Dosage Administration
Adult: 6 to 9 Million International Units per 24 hours, in 2 divided doses. In severe infections, the daily dosage may be increased to 12 to 15 Million International Units per day. Gonorrhea: 12 to 13.5 Million International Units in a single dose.
Children: The usual daily dosage is based on 150,000 I.U./kg body weight in 2 or 3 divided doses.

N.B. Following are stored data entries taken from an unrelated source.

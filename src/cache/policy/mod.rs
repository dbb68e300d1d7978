//! Eviction Policy Module
//!
//! Each policy keeps its own ordering over the entries of an `EntryArena`.
//! The store owns the entries; a policy only links them and picks victims.
//!
//! | Policy | Structure                         | Victim                          |
//! |--------|-----------------------------------|---------------------------------|
//! | LRU    | recency list, MRU at front        | expired first, then LRU tail    |
//! | FIFO   | insertion list, newest at front   | oldest insertion                |
//! | CLOCK  | circular list + hand              | first unreferenced or expired   |
//! | LFU    | frequency -> bucket list          | last entry of lowest bucket     |

mod clock;
mod fifo;
mod lfu;
mod list;
mod lru;

use std::fmt;
use std::str::FromStr;

use serde::{Deserialize, Serialize};

use crate::cache::arena::{EntryArena, EntryId};
use crate::error::CacheError;

pub use clock::ClockTracker;
pub use fifo::FifoTracker;
pub use lfu::LfuTracker;
pub use list::OrderList;
pub use lru::LruTracker;

/// Default access count above which LRU looks for a colder victim.
pub const DEFAULT_LRU_FREQUENCY_THRESHOLD: u32 = 5;

// == Eviction Structure ==
/// Bookkeeping contract shared by every policy.
///
/// Callers guarantee that `id` is live in `arena` for every call, that
/// `on_insert` happens exactly once per entry, and that `on_remove` is
/// called before the entry leaves the arena.
pub trait EvictionStructure: fmt::Debug + Send {
    fn kind(&self) -> EvictionPolicy;

    fn on_insert(&mut self, arena: &mut EntryArena, id: EntryId);

    fn on_access(&mut self, arena: &mut EntryArena, id: EntryId);

    /// Picks the next entry to evict without unlinking it.
    fn select_victim(&mut self, arena: &mut EntryArena, now: u64) -> Option<EntryId>;

    fn on_remove(&mut self, arena: &mut EntryArena, id: EntryId);

    fn len(&self) -> usize;

    fn is_empty(&self) -> bool {
        self.len() == 0
    }

    /// Every tracked entry, in the structure's own order.
    fn tracked(&self, arena: &EntryArena) -> Vec<EntryId>;
}

// == Eviction Policy ==
#[derive(Debug, Clone, Copy, PartialEq, Eq, Hash, Default, Serialize, Deserialize)]
#[serde(rename_all = "UPPERCASE")]
pub enum EvictionPolicy {
    #[default]
    Lru,
    Lfu,
    Clock,
    Fifo,
}

impl EvictionPolicy {
    pub const ALL: [EvictionPolicy; 4] = [
        EvictionPolicy::Lru,
        EvictionPolicy::Lfu,
        EvictionPolicy::Clock,
        EvictionPolicy::Fifo,
    ];

    /// Builds the structure for this policy.
    ///
    /// `lru_frequency_threshold` only applies to LRU; `None` turns its
    /// cold-entry preference off.
    pub fn build(self, lru_frequency_threshold: Option<u32>) -> Box<dyn EvictionStructure> {
        match self {
            EvictionPolicy::Lru => Box::new(LruTracker::new(lru_frequency_threshold)),
            EvictionPolicy::Lfu => Box::new(LfuTracker::new()),
            EvictionPolicy::Clock => Box::new(ClockTracker::new()),
            EvictionPolicy::Fifo => Box::new(FifoTracker::new()),
        }
    }

    pub fn as_str(self) -> &'static str {
        match self {
            EvictionPolicy::Lru => "LRU",
            EvictionPolicy::Lfu => "LFU",
            EvictionPolicy::Clock => "CLOCK",
            EvictionPolicy::Fifo => "FIFO",
        }
    }
}

impl fmt::Display for EvictionPolicy {
    fn fmt(&self, f: &mut fmt::Formatter<'_>) -> fmt::Result {
        f.write_str(self.as_str())
    }
}

impl FromStr for EvictionPolicy {
    type Err = CacheError;

    fn from_str(s: &str) -> Result<Self, Self::Err> {
        match s.trim().to_ascii_uppercase().as_str() {
            "LRU" => Ok(EvictionPolicy::Lru),
            "LFU" => Ok(EvictionPolicy::Lfu),
            "CLOCK" => Ok(EvictionPolicy::Clock),
            "FIFO" => Ok(EvictionPolicy::Fifo),
            other => Err(CacheError::invalid(format!(
                "Unknown eviction policy '{}', expected LRU, LFU, CLOCK or FIFO",
                other
            ))),
        }
    }
}

#[cfg(test)]
pub(crate) mod test_support {
    use crate::cache::arena::{EntryArena, EntryId};
    use crate::cache::entry::Entry;

    /// Arena holding one long-lived entry per key, in order.
    pub fn arena_with(keys: &[&str]) -> (EntryArena, Vec<EntryId>) {
        let mut arena = EntryArena::new();
        let ids = keys
            .iter()
            .map(|key| arena.insert(Entry::new(key, "v", u64::MAX)))
            .collect();
        (arena, ids)
    }

    pub fn key_of(arena: &EntryArena, id: EntryId) -> &str {
        arena.get(id).map(|entry| entry.key.as_str()).unwrap_or("")
    }
}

Spiramycin is stable in gastric juices and absorption is not affected by food. In severe infections, the daily dosage may be increased by one half. In the treatment of beta hemolytic streptococcal infections, adequate Spiramycin dosage should be administered for 10 days.
Interactions
Rovamycine has been reported to inhibit the absorption of carbidopa and reduce plasma levels of levodopa. If concomitant use is necessary, patients should be closely monitored and the dosage of levodopa should be adjusted accordingly.
Contraindications
Spiramycin is contraindicated in patients with known hypersensitivity to the drug. Cerebrospinal fluid levels of spiramycin are significantly lower than blood levels and are not clinically effective; therefore, it should not be used in patients with meningitis.
Side Effects
Possible side effects include nausea, vomiting, diarrhea, bowel inflammation, pruritus (itching of the skin), and tingling or numbness sensations in the skin.
Pregnancy & Lactation
The safety of Spiramycin during pregnancy has not been established.
Precautions & Warnings
Antibiotics, including Spiramycin, should be used with caution in patients with a history of allergy, especially drug allergies. The risk of superinfection due to overgrowth of non-susceptible organisms should be considered during prolonged or repeated therapy. If superinfection occurs, the drug should be discontinued and appropriate treatment initiated.
Overdose Effects
No cases of accidental overdose have been reported. At oral doses above 4 g per day, abdominal discomfort, nausea, or diarrhea may occur. No specific antidote is available; management should be symptomatic and supportive.
Therapeutic Class
Macrolides
Storage Conditions
Store in a dry place at 15°C to 30°C.